I'm working on a setjmp
/longjmp
custom implementation for x86-64 systems which saves the whole context of the CPU (namely, all xmm, fpu stack, etc; not only callee-save registers). This is written directly in assembly.
The code works fine in minimal examples (when calling it directly from an assembly source). The problem arises when using it with C code, due to the way parameters are passed to the homebrew setjmp
/longjmp
functions. In fact, SysV ABI for x64_64 systems dictates that arguments should be passed via registers (if they are at most 6). The signature of my functions are:
long long set_jmp(exec_context_t *env);
__attribute__ ((__noreturn__)) void long_jmp(exec_context_t *env, long long val);
Of course, this cannot work as is. In fact, when I enter set_jmp
, rdi
and rsi
have already been clobbered to keep a pointer to env
and val
. The same applies to long_jmp
with respect to rdi
.
Is there any way to force GCC, e.g. by relying on some attribute, to force argument passing via stack? This would be much more elegant than wrapping set_jmp
and long_jmp
with some define which manually pushes the clobbered registers on stack, so as to retrieve them later.

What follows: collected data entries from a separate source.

//! Toy 2-D binary classification datasets and the train/validation split.
//!
//! | Name | Points | Shape |
//! |------|--------|-------|
//! | `AND`, `OR`, `XOR` | 96 | 24 jittered copies of each corner of [-1, 1]² |
//! | `CIRCLES` | 480 | inner ring r≈0.45 (class 0), outer ring r≈0.88 (class 1) |
//! | `SPIRAL` | 520 | two interleaved arms, 2.2 turns |
//!
//! Every generator is driven by a single [`Mulberry32`] seeded with the
//! dataset seed, so a `(kind, seed)` pair always yields the same points.
//!
//! # Example
//!
//! ```rust
//! use fusion_lab::dataset::{generate, DatasetKind};
//!
//! let data = generate(DatasetKind::Xor, 42);
//! assert_eq!(data.len(), 96);
//! let split = data.split(0.2, 12345).unwrap();
//! assert_eq!(split.train.len() + split.val.len(), 96);
//! ```

use std::f64::consts::PI;
use std::fmt;
use std::str::FromStr;

use crate::error::{LabError, LabResult};
use crate::linalg::Matrix;
use crate::rng::Mulberry32;

#[cfg(feature = "serde")]
use serde::{Deserialize, Serialize};

/// Points generated per corner of the logical datasets.
const POINTS_PER_CORNER: usize = 24;
/// Full width of the uniform corner jitter.
const CORNER_JITTER: f64 = 0.12;

const RING_POINTS: usize = 240;
const RING_NOISE: f64 = 0.06;
const INNER_RADIUS: f64 = 0.45;
const OUTER_RADIUS: f64 = 0.88;

const SPIRAL_POINTS: usize = 260;
const SPIRAL_TURNS: f64 = 2.2;
const SPIRAL_NOISE: f64 = 0.12;

/// Built-in dataset generators.
#[derive(Debug, Clone, Copy, PartialEq, Eq, Hash, Default)]
#[cfg_attr(feature = "serde", derive(Serialize, Deserialize))]
#[cfg_attr(feature = "serde", serde(rename_all = "UPPERCASE"))]
pub enum DatasetKind {
    And,
    Or,
    Xor,
    Circles,
    #[default]
    Spiral,
}

impl DatasetKind {
    pub const ALL: [DatasetKind; 5] = [
        DatasetKind::And,
        DatasetKind::Or,
        DatasetKind::Xor,
        DatasetKind::Circles,
        DatasetKind::Spiral,
    ];

    pub fn name(self) -> &'static str {
        match self {
            DatasetKind::And => "AND",
            DatasetKind::Or => "OR",
            DatasetKind::Xor => "XOR",
            DatasetKind::Circles => "CIRCLES",
            DatasetKind::Spiral => "SPIRAL",
        }
    }

    /// Label of corner `(x1, x2)` with coordinates in {-1, 1}.
    fn corner_label(self, x1: f64, x2: f64) -> u8 {
        let (a, b) = (x1 > 0.0, x2 > 0.0);
        let positive = match self {
            DatasetKind::And => a && b,
            DatasetKind::Or => a || b,
            _ => a != b,
        };
        u8::from(positive)
    }
}

impl fmt::Display for DatasetKind {
    fn fmt(&self, f: &mut fmt::Formatter<'_>) -> fmt::Result {
        f.write_str(self.name())
    }
}

impl FromStr for DatasetKind {
    type Err = LabError;

    fn from_str(s: &str) -> Result<Self, Self::Err> {
        match s.to_ascii_uppercase().as_str() {
            "AND" => Ok(DatasetKind::And),
            "OR" => Ok(DatasetKind::Or),
            "XOR" => Ok(DatasetKind::Xor),
            "CIRCLES" => Ok(DatasetKind::Circles),
            "SPIRAL" => Ok(DatasetKind::Spiral),
            _ => Err(LabError::UnknownDataset(s.to_string())),
        }
    }
}

/// Features (one sample per row) and binary labels.
#[derive(Debug, Clone, PartialEq)]
#[cfg_attr(feature = "serde", derive(Serialize, Deserialize))]
pub struct Dataset {
    pub x: Matrix,
    pub y: Vec<u8>,
}

/// Disjoint train/validation partition of a [`Dataset`].
#[derive(Debug, Clone, PartialEq)]
pub struct Split {
    pub train: Dataset,
    pub val: Dataset,
}

impl Dataset {
    /// Builds a dataset after checking lengths and labels.
    pub fn new(x: Matrix, y: Vec<u8>) -> LabResult<Self> {
        let data = Self { x, y };
        data.validate()?;
        Ok(data)
    }

    /// Builds a dataset from 2-D points.
    pub fn from_points(points: &[[f64; 2]], y: Vec<u8>) -> LabResult<Self> {
        let x = Matrix::from_fn(points.len(), 2, |i, j| points[i][j]);
        Self::new(x, y)
    }

    /// Checks that every row has a label and every label is 0 or 1.
    pub fn validate(&self) -> LabResult<()> {
        if self.x.rows() != self.y.len() {
            return Err(LabError::shape_mismatch(
                &[self.x.rows(), self.x.cols()],
                &[self.y.len()],
            ));
        }
        if let Some((index, &label)) = self.y.iter().enumerate().find(|(_, &l)| l > 1) {
            return Err(LabError::invalid_label(index, label));
        }
        Ok(())
    }

    #[inline]
    pub fn len(&self) -> usize {
        self.y.len()
    }

    #[inline]
    pub fn is_empty(&self) -> bool {
        self.y.is_empty()
    }

    #[inline]
    pub fn input_dim(&self) -> usize {
        self.x.cols()
    }

    /// Rows at `indices`, in that order.
    pub fn select(&self, indices: &[usize]) -> Dataset {
        let x = Matrix::from_fn(indices.len(), self.x.cols(), |i, j| self.x.get(indices[i], j));
        let y = indices.iter().map(|&i| self.y[i]).collect();
        Dataset { x, y }
    }

    /// Shuffles with `Mulberry32(split_seed)` and keeps the first
    /// `floor(n·(1-val_ratio))` samples for training.
    ///
    /// Fails when either side would be empty.
    pub fn split(&self, val_ratio: f64, split_seed: u32) -> LabResult<Split> {
        let n = self.len();
        let order = Mulberry32::new(split_seed).shuffled(n);
        let n_train = (n as f64 * (1.0 - val_ratio)).floor() as usize;
        if n_train == 0 || n_train >= n {
            return Err(LabError::invalid_data(format!(
                "split of {} samples at ratio {} leaves an empty side",
                n, val_ratio
            )));
        }
        Ok(Split {
            train: self.select(&order[..n_train]),
            val: self.select(&order[n_train..]),
        })
    }
}

/// Generates the named dataset.
pub fn generate(kind: DatasetKind, seed: u32) -> Dataset {
    let mut rng = Mulberry32::new(seed);
    let mut points: Vec<[f64; 2]> = Vec::new();
    let mut labels = Vec::new();

    match kind {
        DatasetKind::And | DatasetKind::Or | DatasetKind::Xor => {
            for (cx, cy) in [(-1.0, -1.0), (-1.0, 1.0), (1.0, -1.0), (1.0, 1.0)] {
                let label = kind.corner_label(cx, cy);
                for _ in 0..POINTS_PER_CORNER {
                    let jx = (rng.next_f64() - 0.5) * CORNER_JITTER;
                    let jy = (rng.next_f64() - 0.5) * CORNER_JITTER;
                    points.push([cx + jx, cy + jy]);
                    labels.push(label);
                }
            }
        }
        DatasetKind::Circles => {
            for (radius, label) in [(INNER_RADIUS, 0u8), (OUTER_RADIUS, 1u8)] {
                for _ in 0..RING_POINTS {
                    let angle = 2.0 * PI * rng.next_f64();
                    let r = radius + RING_NOISE * rng.normal();
                    points.push([r * angle.cos(), r * angle.sin()]);
                    labels.push(label);
                }
            }
        }
        DatasetKind::Spiral => {
            for (offset, label) in [(0.0, 0u8), (PI, 1u8)] {
                for i in 0..SPIRAL_POINTS {
                    let r = i as f64 / SPIRAL_POINTS as f64;
                    let angle = SPIRAL_TURNS * 2.0 * PI * r + offset + SPIRAL_NOISE * rng.normal();
                    points.push([r * angle.cos(), r * angle.sin()]);
                    labels.push(label);
                }
            }
        }
    }

    let x = Matrix::from_fn(points.len(), 2, |i, j| points[i][j]);
    Dataset { x, y: labels }
}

You can avoid overwriting the registers by calling the function using inline assembly.
#include <stdio.h>
static void foo(void)
{
int i;
asm volatile ("mov 16(%%rbp), %0" : "=g" (i));
printf("%d\n", i);
}
#define foo(x) ({ int _i = (x); \
asm ("push %0\ncall %P1\nadd $8, %%rsp\n" : : "g"(_i), "i"(foo)); })
int main(int argc, char *argv[])
{
foo(argc-1);
return 0;
}
Here, an integer is pushed on the stack, and the function foo is called. foo makes the value available in its local variable i. After returning, the stack pointer is adjusted back to its original value.